Desde hace un tiempo el fenómeno del reality viene copando la industria publicitaria. Esto es: recurrir a historias “reales” para utilizarlas con fines comerciales. Esta “moda” ciertamente acompaña a una tendencia televisiva mundial, donde todo el tiempo gente “común” es mostrada cantando, bailando, jugando, o simplemente rascándose el higo, como en “Gran Hermano”.
La publicidad no solo no fue ajena a este fenómeno, sino que lo vio como una oportunidad para convertirse en algo más creíble, más cercano a los consumidores. Mostrar lo “real” en vez de lo artificial siempre es más convincente.
Es raro igual, porque uno va al cine y disfruta la historia aunque sabe que los personajes son ficticios, pero con la publicidad parece que el hecho de ver gente “normal” nos hiciera sentir más confiados. Como si eso nos diera la tranquilidad de que esa marca no nos está tratando de lavar el cerebro.
En fin.
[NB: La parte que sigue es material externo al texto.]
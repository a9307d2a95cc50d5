//! The bound data model of a form

use crate::field::Field;
use crate::persistence::{MemoryPersistence, Persistence};
use indexmap::IndexMap;
use serde_json::Value;

#[derive(Debug, Clone, PartialEq, Eq, thiserror::Error)]
pub enum ModelError {
	#[error("Field '{0}' is already declared")]
	DuplicateField(String),
	#[error("Field '{0}' is not declared")]
	UnknownField(String),
}

pub type ModelResult<T> = Result<T, ModelError>;

/// Ordered collection of uniquely named fields plus the record holding their
/// values.
///
/// `get` resolves in this order: stored value, field default, absent.
/// Absent (`None`) stays distinct from an explicit null (`Some(Value::Null)`)
/// and from zero.
#[derive(Debug)]
pub struct FormModel {
	fields: IndexMap<String, Field>,
	store: Box<dyn Persistence>,
}

impl FormModel {
	/// Create an empty model backed by [`MemoryPersistence`]
	///
	/// # Examples
	///
	/// ```
	/// use formward_forms::{Field, FieldType, FormModel};
	/// use serde_json::json;
	///
	/// let mut model = FormModel::new();
	/// model.add_field(Field::new("description", FieldType::Text)).unwrap();
	///
	/// assert_eq!(model.get("description").unwrap(), None);
	/// model.set("description", 0).unwrap();
	/// assert_eq!(model.get("description").unwrap(), Some(json!(0)));
	/// ```
	pub fn new() -> Self {
		Self::with_persistence(Box::new(MemoryPersistence::new()))
	}

	pub fn with_persistence(store: Box<dyn Persistence>) -> Self {
		Self {
			fields: IndexMap::new(),
			store,
		}
	}

	/// Declare a field. Names are unique within a model.
	pub fn add_field(&mut self, field: Field) -> ModelResult<()> {
		if self.fields.contains_key(&field.name) {
			return Err(ModelError::DuplicateField(field.name));
		}
		self.fields.insert(field.name.clone(), field);
		Ok(())
	}

	/// Declare several fields in order
	pub fn with_fields<I>(mut self, fields: I) -> ModelResult<Self>
	where
		I: IntoIterator<Item = Field>,
	{
		for field in fields {
			self.add_field(field)?;
		}
		Ok(self)
	}

	pub fn field(&self, name: &str) -> Option<&Field> {
		self.fields.get(name)
	}

	pub fn has_field(&self, name: &str) -> bool {
		self.fields.contains_key(name)
	}

	pub fn fields(&self) -> impl Iterator<Item = &Field> {
		self.fields.values()
	}

	/// Fields that are not flagged as system fields
	pub fn user_fields(&self) -> impl Iterator<Item = &Field> {
		self.fields.values().filter(|f| !f.system)
	}

	pub fn field_count(&self) -> usize {
		self.fields.len()
	}

	fn declared(&self, name: &str) -> ModelResult<&Field> {
		self.fields
			.get(name)
			.ok_or_else(|| ModelError::UnknownField(name.to_string()))
	}

	pub fn get(&self, name: &str) -> ModelResult<Option<Value>> {
		let field = self.declared(name)?;
		Ok(self.store.get(name).or_else(|| field.default.clone()))
	}

	/// String form of a value, for handlers that compare text.
	///
	/// Returns `None` for absent and null values.
	pub fn get_str(&self, name: &str) -> ModelResult<Option<String>> {
		Ok(match self.get(name)? {
			None | Some(Value::Null) => None,
			Some(Value::String(s)) => Some(s),
			Some(other) => Some(other.to_string()),
		})
	}

	pub fn set(&mut self, name: &str, value: impl Into<Value>) -> ModelResult<()> {
		self.declared(name)?;
		self.store.set(name, value.into());
		Ok(())
	}

	/// Store a value for a field the caller already looked up
	pub(crate) fn store_value(&mut self, name: &str, value: Value) {
		self.store.set(name, value);
	}

	/// Drop the stored value so `get` falls back to the default again
	pub fn unset(&mut self, name: &str) -> ModelResult<Option<Value>> {
		self.declared(name)?;
		Ok(self.store.unset(name))
	}

	/// Whether a value was explicitly stored (defaults do not count)
	pub fn is_set(&self, name: &str) -> bool {
		self.store.contains(name)
	}

	/// Explicitly stored values, in field order. Defaults are left out.
	pub fn stored(&self) -> IndexMap<String, Value> {
		self.fields
			.keys()
			.filter_map(|name| self.store.get(name).map(|v| (name.clone(), v)))
			.collect()
	}

	/// Put the store back to what [`stored`](Self::stored) returned.
	///
	/// Fields missing from `stored` are unset, so they fall back to their
	/// defaults again.
	///
	/// # Examples
	///
	/// ```
	/// use formward_forms::{Field, FormModel};
	///
	/// let mut model = FormModel::new()
	///     .with_fields([Field::string("name"), Field::string("email")])
	///     .unwrap();
	/// model.set("name", "initial").unwrap();
	/// let declared = model.stored();
	///
	/// model.set("name", "a").unwrap();
	/// model.set("email", "secret@x").unwrap();
	/// model.restore(&declared);
	///
	/// assert_eq!(model.get_str("name").unwrap().as_deref(), Some("initial"));
	/// assert_eq!(model.get("email").unwrap(), None);
	/// ```
	pub fn restore(&mut self, stored: &IndexMap<String, Value>) {
		for name in self.fields.keys() {
			match stored.get(name) {
				Some(value) => self.store.set(name, value.clone()),
				None => {
					self.store.unset(name);
				}
			}
		}
	}

	/// Ordered snapshot of every field's resolved value
	pub fn values(&self) -> IndexMap<String, Option<Value>> {
		self.fields
			.values()
			.map(|f| {
				let value = self.store.get(&f.name).or_else(|| f.default.clone());
				(f.name.clone(), value)
			})
			.collect()
	}

	/// JSON object of all values; absent values are encoded as null
	pub fn to_json(&self) -> Value {
		Value::Object(
			self.values()
				.into_iter()
				.map(|(name, value)| (name, value.unwrap_or(Value::Null)))
				.collect(),
		)
	}
}

impl Default for FormModel {
	fn default() -> Self {
		Self::new()
	}
}
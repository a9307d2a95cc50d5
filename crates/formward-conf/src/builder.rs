//! Settings builder merging configuration sources

use crate::settings::Settings;
use crate::sources::{ConfigSource, EnvSource, SourceError, TomlFileSource, deep_merge};
use serde_json::Value;
use std::path::Path;

#[derive(Debug, thiserror::Error)]
pub enum SettingsError {
	#[error(transparent)]
	Source(#[from] SourceError),

	#[error("Invalid settings: {0}")]
	Invalid(#[from] serde_json::Error),

	#[error("Invalid setting '{key}': {reason}")]
	Setting { key: &'static str, reason: &'static str },
}

/// Collects sources and merges them into [`Settings`]
///
/// # Examples
///
/// ```
/// use formward_conf::{HandlerErrorPolicy, SettingsBuilder};
/// use formward_conf::sources::EnvSource;
///
/// let settings = SettingsBuilder::new()
///     .add_source(EnvSource::from_vars([("FORMWARD_HANDLER_ERRORS", "fatal")]))
///     .build()
///     .unwrap();
///
/// assert_eq!(settings.submit.handler_errors, HandlerErrorPolicy::Fatal);
/// ```
#[derive(Default)]
pub struct SettingsBuilder {
	sources: Vec<Box<dyn ConfigSource>>,
}

impl SettingsBuilder {
	pub fn new() -> Self {
		Self::default()
	}

	pub fn add_source<S: ConfigSource + 'static>(mut self, source: S) -> Self {
		self.sources.push(Box::new(source));
		self
	}

	/// Defaults, then the optional file at `path`, then `FORMWARD_*` variables
	pub fn standard(path: Option<&Path>) -> Self {
		let builder = Self::new();
		let builder = match path {
			Some(path) => builder.add_source(TomlFileSource::new(path).required()),
			None => builder,
		};
		builder.add_source(EnvSource::new())
	}

	pub fn build(mut self) -> Result<Settings, SettingsError> {
		// Stable sort keeps insertion order between equal priorities
		self.sources.sort_by_key(|s| s.priority());

		let mut merged = serde_json::to_value(Settings::default())?;
		for source in &self.sources {
			let loaded = source.load()?;
			tracing::debug!(
				source = %source.description(),
				sections = loaded.len(),
				"loaded settings source"
			);
			deep_merge(&mut merged, Value::Object(loaded.into_iter().collect()));
		}

		let settings: Settings = serde_json::from_value(merged)?;
		if settings.forms.date_formats.is_empty() {
			return Err(SettingsError::Setting {
				key: "forms.date_formats",
				reason: "at least one date format is needed",
			});
		}
		Ok(settings)
	}
}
Así comenzaron a desfilar por nuestra pantalla casos “reales” de toda índole, desde un hincha de Uruguay nacido en “Islas Nosequemierda” hasta un simple vendedor de banderas.
El problema es que las personas se equivocan, tienen defectos, y las marcas no quieren tener defectos, NO PUEDEN tener defectos. Ya el hecho de hacer publicidad es una inversión bastante importante como para que esto no solo no consiga resultados positivos, sino termine siendo un tiro por la culata.
En pleno auge de la Copa América, un conocido proveedor de TV para abonados salió con una campaña protagonizada por un vendedor de banderas “real” (siempre entre comillas, porque la historia pretende ser real pero nunca sabremos si realmente es así).
La cuestión fue que este señor, no solo había estado preso por asesinar a su pareja, sino que tenía en su haber otros episodios de violencia doméstica en tiempos más recientes. Mientras miles de personas se manifestaban en las calles contra los feminicidios bajo la consigna #NiUnaMás, un victimario salía sonriente en TV, revoleando la bandera uruguaya.
Lo vieron, lo denunciaron, y rápidamente la empresa levantó la publicidad. La agencia se movió velozmente, consiguió otro “vendedor de banderas” y volvió a filmar la pieza. Alrededor de 10 días después, la campaña estaba nuevamente al aire, ya sin el funesto señor.
Ahora tenemos este caso de público conocimiento, vinculado a uno de los músicos del Dúo Cantaclaro. Indudablemente los dueños de la Bodega Traversa, elaboradora del Vino Faisán, no deben estar muy felices sabiendo que la canción de su publicidad es interpretada por un ejemplar procesado por pornografía infantil. Ciertamente le da otro tenor a la frase “celebremos con Faisán”.
Es un caso algo diferente al anterior, ya que en esta oportunidad la pieza no fue concebida como un reality, pero no deja de estar fuertemente asociada a personas reales.
Quizás la publicidad debería volver a pensar más en las historias y menos en sus intérpretes, más en el contenido y menos en el envase del mensaje. O seguir la nueva tendencia mundial: pensar ideas que ayuden a hacer del mundo un lugar mejor, y que todos hablen de tal marca por algo bueno. No sé a vos, pero a mí no se me ocurre un posicionamiento más beneficioso.